Salvator Rosa-Brujas
en sus encantamientos, c. 1646
La iconografía de muerte que impregna
toda la película «Vampyr» (1932) de Carl Theodor Dreyer, también está presente
aquí de un modo turbador. Las imágenes subyugantes de los aquelarres son
estremecedoras. Tal vez no habría que relacionarlas tanto con Goya, que en
definitiva era ya un ilustrado, cuanto con la obra de Salvator Rosa,
contemporáneo estricto de los hechos narrados en la película, cuyas brujas
descarnadas, obscenas y terribles representan mejor ese mundo aún sumido en las
tinieblas de la superstición y la ignorancia. También con la obra de un autor anterior:
Hans Baldung, amigo y discípulo de Durero, muy aficionado a los temas de
brujería y perteneciente a una época que permanecía dominada por el terror al
pecado y a la muerte como condenación del alma. Y yo creo que es esta agónica
pulsión la que impregna toda la película de un estremecedor espanto.

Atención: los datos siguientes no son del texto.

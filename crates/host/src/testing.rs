//! Test utilities for rust-usb-msd
//!
//! Provides mock implementations of the USB backend and storage traits plus
//! helper constructors for descriptor values. The mock host records every
//! connection call it sees, so tests can assert on the exact setup and
//! teardown sequence.
//!
//! # Example
//!
//! ```
//! use host::testing::{MockHost, create_bulk_only_interface, create_mock_device_info};
//! use host::usb::UsbHost;
//!
//! let host = MockHost::new().with_device(
//!     create_mock_device_info(0x0781, 0x5567, 4),
//!     vec![create_bulk_only_interface(0)],
//! );
//! assert_eq!(host.devices().unwrap().len(), 1);
//! ```

use crate::storage::block::{BlockDevice, BlockDeviceFactory, StorageError};
use crate::usb::backend::{DiscoveredDevice, Result, UsbConnection, UsbHost, UsbHostError};
use descriptors::{DeviceInfo, DeviceSpeed, EndpointInfo, InterfaceInfo, TransferKind};
use std::sync::{Arc, Mutex};
use std::time::Duration;

/// One recorded call on a mock connection
#[derive(Debug, Clone, PartialEq, Eq)]
pub enum MockCall {
    /// The host opened a connection
    Open,
    /// `claim_interface` was called
    ClaimInterface { interface: u8, force: bool },
    /// `release_interface` was called
    ReleaseInterface { interface: u8 },
    /// `control_in` was called
    ControlIn {
        request_type: u8,
        request: u8,
        value: u16,
        index: u16,
        length: usize,
    },
    /// `bulk_in` was called
    BulkIn { endpoint: u8, length: usize },
    /// `bulk_out` was called
    BulkOut { endpoint: u8, data: Vec<u8> },
    /// `close` was called
    CloseConnection,
}

/// Configured behavior shared by a mock host and its connections
#[derive(Debug, Clone)]
struct MockBehavior {
    permission: bool,
    fail_open: bool,
    fail_claim: bool,
    fail_release: bool,
    fail_control_in: bool,
    max_lun: u8,
    bulk_in_data: Vec<u8>,
}

impl Default for MockBehavior {
    fn default() -> Self {
        Self {
            permission: true,
            fail_open: false,
            fail_claim: false,
            fail_release: false,
            fail_control_in: false,
            max_lun: 0,
            bulk_in_data: Vec::new(),
        }
    }
}

/// Mock USB host with scripted devices and failures
///
/// Built with the builder methods, then handed to discovery or session code
/// as `&dyn UsbHost`. All connections opened by the host share one call log;
/// [`MockHost::calls`] returns a snapshot of it.
#[derive(Debug, Default)]
pub struct MockHost {
    devices: Vec<DiscoveredDevice>,
    behavior: MockBehavior,
    calls: Arc<Mutex<Vec<MockCall>>>,
}

impl MockHost {
    /// Create a mock host with no devices
    pub fn new() -> Self {
        Self::default()
    }

    /// Attach a device with the given interfaces
    pub fn with_device(mut self, device: DeviceInfo, interfaces: Vec<InterfaceInfo>) -> Self {
        self.devices.push(DiscoveredDevice { device, interfaces });
        self
    }

    /// Make permission checks fail for every device
    pub fn deny_permission(mut self) -> Self {
        self.behavior.permission = false;
        self
    }

    /// Make `open` fail
    pub fn fail_open(mut self) -> Self {
        self.behavior.fail_open = true;
        self
    }

    /// Make `claim_interface` fail
    pub fn fail_claim(mut self) -> Self {
        self.behavior.fail_claim = true;
        self
    }

    /// Make `release_interface` fail
    pub fn fail_release(mut self) -> Self {
        self.behavior.fail_release = true;
        self
    }

    /// Make `control_in` fail
    pub fn fail_control_in(mut self) -> Self {
        self.behavior.fail_control_in = true;
        self
    }

    /// Set the Max LUN byte returned by `control_in`
    pub fn with_max_lun(mut self, max_lun: u8) -> Self {
        self.behavior.max_lun = max_lun;
        self
    }

    /// Set the bytes returned by bulk IN transfers
    pub fn with_bulk_in_data(mut self, data: Vec<u8>) -> Self {
        self.behavior.bulk_in_data = data;
        self
    }

    /// Snapshot of all recorded connection calls, in order
    pub fn calls(&self) -> Vec<MockCall> {
        self.calls.lock().expect("call log lock poisoned").clone()
    }

    fn record(&self, call: MockCall) {
        self.calls.lock().expect("call log lock poisoned").push(call);
    }
}

impl UsbHost for MockHost {
    fn devices(&self) -> Result<Vec<DiscoveredDevice>> {
        Ok(self.devices.clone())
    }

    fn has_permission(&self, _device: &DeviceInfo) -> bool {
        self.behavior.permission
    }

    fn open(&self, _device: &DeviceInfo) -> Result<Box<dyn UsbConnection>> {
        self.record(MockCall::Open);
        if self.behavior.fail_open {
            return Err(UsbHostError::Io);
        }
        Ok(Box::new(MockConnection {
            behavior: self.behavior.clone(),
            calls: Arc::clone(&self.calls),
            open: true,
        }))
    }
}

/// Connection produced by [`MockHost::open`]
///
/// Records every call before acting on it, so failed calls appear in the log
/// too. Calls after `close` fail with [`UsbHostError::NoDevice`].
struct MockConnection {
    behavior: MockBehavior,
    calls: Arc<Mutex<Vec<MockCall>>>,
    open: bool,
}

impl MockConnection {
    fn record(&self, call: MockCall) {
        self.calls.lock().expect("call log lock poisoned").push(call);
    }

    fn check_open(&self) -> Result<()> {
        if self.open {
            Ok(())
        } else {
            Err(UsbHostError::NoDevice)
        }
    }
}

impl UsbConnection for MockConnection {
    fn claim_interface(&mut self, interface: u8, force: bool) -> Result<()> {
        self.record(MockCall::ClaimInterface { interface, force });
        self.check_open()?;
        if self.behavior.fail_claim {
            return Err(UsbHostError::Busy);
        }
        Ok(())
    }

    fn release_interface(&mut self, interface: u8) -> Result<()> {
        self.record(MockCall::ReleaseInterface { interface });
        self.check_open()?;
        if self.behavior.fail_release {
            return Err(UsbHostError::Io);
        }
        Ok(())
    }

    fn control_in(
        &mut self,
        request_type: u8,
        request: u8,
        value: u16,
        index: u16,
        buf: &mut [u8],
        _timeout: Duration,
    ) -> Result<usize> {
        self.record(MockCall::ControlIn {
            request_type,
            request,
            value,
            index,
            length: buf.len(),
        });
        self.check_open()?;
        if self.behavior.fail_control_in {
            return Err(UsbHostError::Pipe);
        }
        if let Some(first) = buf.first_mut() {
            *first = self.behavior.max_lun;
        }
        Ok(buf.len().min(1))
    }

    fn bulk_in(&mut self, endpoint: u8, buf: &mut [u8], _timeout: Duration) -> Result<usize> {
        self.record(MockCall::BulkIn {
            endpoint,
            length: buf.len(),
        });
        self.check_open()?;
        let n = buf.len().min(self.behavior.bulk_in_data.len());
        buf[..n].copy_from_slice(&self.behavior.bulk_in_data[..n]);
        Ok(n)
    }

    fn bulk_out(&mut self, endpoint: u8, data: &[u8], _timeout: Duration) -> Result<usize> {
        self.record(MockCall::BulkOut {
            endpoint,
            data: data.to_vec(),
        });
        self.check_open()?;
        Ok(data.len())
    }

    fn close(&mut self) {
        self.record(MockCall::CloseConnection);
        self.open = false;
    }
}

/// Block device backed by an in-memory image
///
/// Rejects access before `init` and out-of-range block addresses, so tests
/// catch ordering and geometry mistakes.
pub struct MemoryBlockDevice {
    image: Arc<Mutex<Vec<u8>>>,
    block_size: u32,
    initialized: bool,
    fail_init: bool,
}

impl BlockDevice for MemoryBlockDevice {
    fn init(&mut self) -> std::result::Result<(), StorageError> {
        if self.fail_init {
            return Err(StorageError::Io(UsbHostError::Io));
        }
        self.initialized = true;
        Ok(())
    }

    fn block_size(&self) -> u32 {
        self.block_size
    }

    fn block_count(&self) -> u64 {
        let len = self.image.lock().expect("image lock poisoned").len();
        len as u64 / u64::from(self.block_size)
    }

    fn read_blocks(&mut self, lba: u64, buf: &mut [u8]) -> std::result::Result<(), StorageError> {
        if !self.initialized {
            return Err(StorageError::Unsupported {
                operation: "read_blocks before init",
            });
        }
        let image = self.image.lock().expect("image lock poisoned");
        let offset = (lba * u64::from(self.block_size)) as usize;
        let end = offset + buf.len();
        if end > image.len() {
            return Err(StorageError::Io(UsbHostError::Overflow));
        }
        buf.copy_from_slice(&image[offset..end]);
        Ok(())
    }

    fn write_blocks(&mut self, lba: u64, data: &[u8]) -> std::result::Result<(), StorageError> {
        if !self.initialized {
            return Err(StorageError::Unsupported {
                operation: "write_blocks before init",
            });
        }
        let mut image = self.image.lock().expect("image lock poisoned");
        let offset = (lba * u64::from(self.block_size)) as usize;
        let end = offset + data.len();
        if end > image.len() {
            return Err(StorageError::Io(UsbHostError::Overflow));
        }
        image[offset..end].copy_from_slice(data);
        Ok(())
    }
}

/// Factory producing [`MemoryBlockDevice`] drivers over a shared image
///
/// The image is shared between the factory and every device it creates;
/// [`MemoryBlockFactory::image`] lets a test mutate the medium between
/// reads.
pub struct MemoryBlockFactory {
    image: Arc<Mutex<Vec<u8>>>,
    block_size: u32,
    fail_init: bool,
}

impl MemoryBlockFactory {
    /// Create a factory over the given image bytes
    pub fn new(image: Vec<u8>, block_size: u32) -> Self {
        Self {
            image: Arc::new(Mutex::new(image)),
            block_size,
            fail_init: false,
        }
    }

    /// Make every created device fail its `init`
    pub fn fail_init(mut self) -> Self {
        self.fail_init = true;
        self
    }

    /// Shared handle to the image bytes
    pub fn image(&self) -> Arc<Mutex<Vec<u8>>> {
        Arc::clone(&self.image)
    }
}

impl BlockDeviceFactory for MemoryBlockFactory {
    fn create(
        &self,
        _transport: Box<dyn crate::storage::transport::ByteTransport>,
    ) -> std::result::Result<Box<dyn BlockDevice>, StorageError> {
        Ok(Box::new(MemoryBlockDevice {
            image: Arc::clone(&self.image),
            block_size: self.block_size,
            initialized: false,
            fail_init: self.fail_init,
        }))
    }
}

/// Create a byte transport over a fresh mock connection
///
/// For tests that need a transport to hand to a block device factory but do
/// not care about the bytes moving through it.
pub fn create_mock_transport() -> crate::storage::BulkTransport {
    let host = MockHost::new();
    let conn = host
        .open(&create_mock_device_info(0x1234, 0x5678, 1))
        .expect("mock open cannot fail");
    crate::storage::BulkTransport::new(
        Arc::new(Mutex::new(conn)),
        descriptors::EndpointPair {
            bulk_in: create_bulk_in_endpoint(0x81),
            bulk_out: create_bulk_out_endpoint(0x02),
        },
    )
}

/// Create a mock DeviceInfo for testing
///
/// # Example
/// ```
/// use host::testing::create_mock_device_info;
///
/// let device = create_mock_device_info(0x1234, 0x5678, 4);
/// assert_eq!(device.vendor_id, 0x1234);
/// assert_eq!(device.device_address, 4);
/// ```
pub fn create_mock_device_info(vendor_id: u16, product_id: u16, device_address: u8) -> DeviceInfo {
    DeviceInfo {
        vendor_id,
        product_id,
        bus_number: 1,
        device_address,
        manufacturer: Some("Test Manufacturer".to_string()),
        product: Some("Test Product".to_string()),
        serial_number: Some(format!("SN{:06}", device_address)),
        class: 0x00,
        subclass: 0x00,
        protocol: 0x00,
        speed: DeviceSpeed::High,
        num_configurations: 1,
    }
}

/// Create a bulk-only mass-storage interface with the standard endpoint pair
pub fn create_bulk_only_interface(number: u8) -> InterfaceInfo {
    InterfaceInfo {
        number,
        alternate_setting: 0,
        class: 0x08,
        subclass: 0x06,
        protocol: 0x50,
        endpoints: vec![create_bulk_in_endpoint(0x81), create_bulk_out_endpoint(0x02)],
    }
}

/// Create a bulk IN endpoint descriptor
pub fn create_bulk_in_endpoint(address: u8) -> EndpointInfo {
    EndpointInfo {
        address,
        transfer: TransferKind::Bulk,
        max_packet_size: 512,
    }
}

/// Create a bulk OUT endpoint descriptor
pub fn create_bulk_out_endpoint(address: u8) -> EndpointInfo {
    EndpointInfo {
        address,
        transfer: TransferKind::Bulk,
        max_packet_size: 512,
    }
}

/// Create an interrupt endpoint descriptor
pub fn create_interrupt_endpoint(address: u8) -> EndpointInfo {
    EndpointInfo {
        address,
        transfer: TransferKind::Interrupt,
        max_packet_size: 8,
    }
}

/// Build a 512-byte boot sector with the given partition entries
///
/// Entries are `(bootable, type_code, lba_start, sector_count)` tuples,
/// written in order starting at the first table slot. The MBR signature is
/// always present.
pub fn create_mbr_sector(entries: &[(bool, u8, u32, u32)]) -> Vec<u8> {
    let mut sector = vec![0u8; 512];
    sector[510] = 0x55;
    sector[511] = 0xAA;

    for (i, &(bootable, type_code, lba_start, sector_count)) in entries.iter().enumerate() {
        let offset = 446 + i * 16;
        sector[offset] = if bootable { 0x80 } else { 0x00 };
        sector[offset + 4] = type_code;
        sector[offset + 8..offset + 12].copy_from_slice(&lba_start.to_le_bytes());
        sector[offset + 12..offset + 16].copy_from_slice(&sector_count.to_le_bytes());
    }

    sector
}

Por ello,
acaso no sea tanto una película de terror cuanto una película sobre el Terror;
el terror provocado por una conciencia enferma que se sumerge en la sima oscura
e inabarcable del fanatismo, en la más solitaria, desvalida y completa de las
noches.
Salvator Rosa-La
bruja,1640-1649
A pesar de ello, la mirada de Eggers no
es crítica, tan sólo expone, muestra, distanciándose de la brutalidad de los
hechos con una aséptica y encomiable contención. También aquí puede
establecerse una relación con los directores anteriormente citados, y también
con Haneke; sin embargo la luz de Eggers, su implacable mirada, brilla con luz
propia: es original, arrebatadora y con un soberbio dominio de la narración. Es
necesario también, claro está, destacar el magnífico trabajo de la música de
Mark Korven, el guion del propio Eggers (creador también del vestuario) y la
excelente interpretación de sus actores y actrices al completo. Las perturbadoras
imágenes de «La bruja» lo significan todo sin decir nada, su poderoso universo
cargado de sugerencia y ambigüedad, su deslumbrante imaginería, nos sumerge en
un desasosiego angustioso. Como señalaba Joaquín Vallet, lo que nos cuenta es
lo que está fuera de campo, aquello
que no se ve. Es por tanto un prodigio de la elipsis expresiva que dota a la
película de un sombrío y fascinante poder más allá de las propias imágenes.
Éstas tan sólo nos conducen inexorablemente a ese vacío, a esa noche infinita
donde la inteligencia finalmente se corrompe para dejar paso a lo monstruoso.